Do you have a custom field named “Parent” if so, which kind of custom field is? When you say the task to be a child of issue history, do you mean that task is a “Sub-task” issue type? In that case you might do:

def localParentKey = nodeHelper.getLocalIssueKeyFromRemoteId(replica.parentId)
if(localParentKey){
  issue.parentId = localParentKey.id
}

This is how you set parent ids to subtasks.

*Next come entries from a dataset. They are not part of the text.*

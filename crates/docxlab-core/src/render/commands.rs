//! Command normalisation and splitting
//!
//! Raw command text (the content between the two command delimiters) is
//! normalised into `NAME body` form before dispatch: shorthand prefixes are
//! expanded, bare expressions become INS, and typographic quotes are
//! optionally repaired.

use std::collections::BTreeMap;

use crate::error::{DocxlabError, Result};

pub const BUILT_IN_COMMANDS: &[&str] = &[
    "QUERY", "CMD_NODE", "ALIAS", "FOR", "END-FOR", "IF", "END-IF", "INS", "EXEC", "IMAGE",
    "LINK", "HTML",
];

fn first_token(cmd: &str) -> &str {
    cmd.split_whitespace().next().unwrap_or("")
}

fn is_built_in(cmd: &str) -> bool {
    let token = first_token(cmd).to_uppercase();
    BUILT_IN_COMMANDS.contains(&token.as_str())
}

fn fix_smart_quotes(cmd: &str) -> String {
    cmd.chars()
        .map(|c| match c {
            '\u{201C}' | '\u{201D}' | '\u{201E}' => '"',
            '\u{2018}' | '\u{2019}' | '\u{201A}' => '\'',
            other => other,
        })
        .collect()
}

/// Normalise a raw command body.
///
/// In order: `=` becomes `INS`, `!` becomes `EXEC`, `*name` expands the
/// shorthand registered by ALIAS, and anything whose first token is not a
/// built-in command is treated as an INS expression.
pub fn normalize_command(
    raw: &str,
    shorthands: &BTreeMap<String, String>,
    smart_quotes: bool,
) -> Result<String> {
    let trimmed = raw.trim();

    let mut cmd = if let Some(rest) = trimmed.strip_prefix('=') {
        format!("INS {rest}")
    } else if let Some(rest) = trimmed.strip_prefix('!') {
        format!("EXEC {rest}")
    } else if let Some(rest) = trimmed.strip_prefix('*') {
        let name = first_token(rest);
        match shorthands.get(name) {
            Some(expansion) => expansion.clone(),
            None => {
                return Err(DocxlabError::CommandSyntax(format!(
                    "unknown alias '*{name}'"
                )))
            }
        }
    } else if !is_built_in(trimmed) {
        format!("INS {trimmed}")
    } else {
        trimmed.to_string()
    };

    if smart_quotes {
        cmd = fix_smart_quotes(&cmd);
    }

    Ok(cmd.trim().to_string())
}

/// Split a normalised command into its uppercased name and trimmed body.
pub fn split_command(cmd: &str) -> (String, String) {
    match cmd.split_once(char::is_whitespace) {
        Some((name, rest)) => (name.to_uppercase(), rest.trim().to_string()),
        None => (cmd.to_uppercase(), String::new()),
    }
}

#[cfg(test)]
mod tests {
    use super::*;

    fn no_shorthands() -> BTreeMap<String, String> {
        BTreeMap::new()
    }

    #[test]
    fn test_equals_prefix_is_ins() {
        let cmd = normalize_command("=name", &no_shorthands(), false).unwrap();
        assert_eq!(cmd, "INS name");
    }

    #[test]
    fn test_bang_prefix_is_exec() {
        let cmd = normalize_command("!length(items)", &no_shorthands(), false).unwrap();
        assert_eq!(cmd, "EXEC length(items)");
    }

    #[test]
    fn test_bare_expression_becomes_ins() {
        let cmd = normalize_command("name", &no_shorthands(), false).unwrap();
        assert_eq!(cmd, "INS name");
    }

    #[test]
    fn test_built_in_is_kept() {
        let cmd = normalize_command("FOR item IN items", &no_shorthands(), false).unwrap();
        assert_eq!(cmd, "FOR item IN items");
    }

    #[test]
    fn test_shorthand_expansion() {
        let mut shorthands = BTreeMap::new();
        shorthands.insert("row".to_string(), "INS $item.name".to_string());
        let cmd = normalize_command("*row", &shorthands, false).unwrap();
        assert_eq!(cmd, "INS $item.name");
    }

    #[test]
    fn test_unknown_shorthand_is_an_error() {
        let err = normalize_command("*nope", &no_shorthands(), false).unwrap_err();
        assert!(matches!(err, DocxlabError::CommandSyntax(_)));
    }

    #[test]
    fn test_smart_quote_fix() {
        let cmd = normalize_command("IF name == \u{2018}John\u{2019}", &no_shorthands(), true).unwrap();
        assert_eq!(cmd, "IF name == 'John'");
    }

    #[test]
    fn test_split_command() {
        let (name, rest) = split_command("for item IN items");
        assert_eq!(name, "FOR");
        assert_eq!(rest, "item IN items");

        let (name, rest) = split_command("END-IF");
        assert_eq!(name, "END-IF");
        assert_eq!(rest, "");
    }
}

Michael Domingues commented on 14 May 2020

Yes, it’s about “sub-task”.
It’s working now.
Thank you

Harinder Singh commented on 08 September 2020

Hi Support this is what i need but below step is not working can you guys confirm on your side how to make this thing work?

def localParentKey = nodeHelper.getLocalIssueKeyFromRemoteId(replica.parentId)
if(localParentKey){
  httpClient.post("/rest/api/3/issueLink", """{"outwardIssue": "${localParentKey.id}", "inwardIssue": "${issue.id}", "type": {"name": "Relates"}}""")
}
Serhiy Onyshchenko commented on 19 July 2022

Hello, Harinder Singh ,
In case if it’s for Jira Cloud,
might I ask you to convert this script to:

def ISSUE_LINK_TYPE_NAME = "Relates"
def REMOTE_ISSUE_ID = replica. ...  

store(issue)
def localParentKey = nodeHelper.getLocalIssueKeyFromRemoteId(REMOTE_ISSUE_ID)
if(localParentKey){
  def jc = new JiraClient(httpClient)
  def body = groovy.json.JsonOutput.toJson([outwardIssue:localParentKey.id.toString(), inwardIssue:issue.id.toString(), type:[name:ISSUE_LINK_TYPE_NAME]])
  def js = new groovy.json.JsonSlurper()
  jc.http(             "POST",      "/rest/api/3/issueLink",              [:],
             body,      ["Content-Type":["application/json"]]
  ) { response ->  
    if(response.code >= 400) { debug.error("POST /rest/api/3/issueLink failed for body $body: ${response.code} ${response.body}") }         else {           def bodyJson = js.parseText(response.body)           bodyJson         }  }
}

In case if it’s for Jira on-prem, you may do

def ISSUE_LINK_TYPE_NAME = "Relates"
def REMOTE_ISSUE_ID = replica. ... 

def issueLinkManager = com.atlassian.jira.component.ComponentAccessor.getOSGiComponentInstanceOfType(com.atlassian.jira.issue.link.IssueLinkManager.class)
def issueLinkTypeManager = com.atlassian.jira.component.ComponentAccessor.getOSGiComponentInstanceOfType(com.atlassian.jira.issue.link.IssueLinkTypeManager.class)
def nodeService = com.atlassian.jira.component.ComponentAccessor.getOSGiComponentInstanceOfType(com.exalate.api.node.INodeService.class)
def proxyUser = nodeService.proxyUser
def linkTypeId = issueLinkTypeManager.issueLinkTypes.find { it.name == ISSUE_LINK_TYPE_NAME }
Epic.CreateIssue.create(
                    replica,
                    issue,
                    syncRequest,
                    nodeHelper,
                    issueBeforeScript,
                    remoteReplica,
                    traces,
                    blobMetadataList) {
  def localParentKey = nodeHelper.getLocalIssueKeyFromRemoteId(replica.parentId)
  if(localParentKey){
    issueLinkManager.createIssueLink(issue.id as Long, localParentKey.id as Long, linkTypeId, 1, proxyUser)
  }
}

Let me know, how it goes,
Regards, Serhiy.

Gabriel Rota commented on 16 April 2024

Thank you very much Serhiy Onyshchenkofor the Jira Cloud part.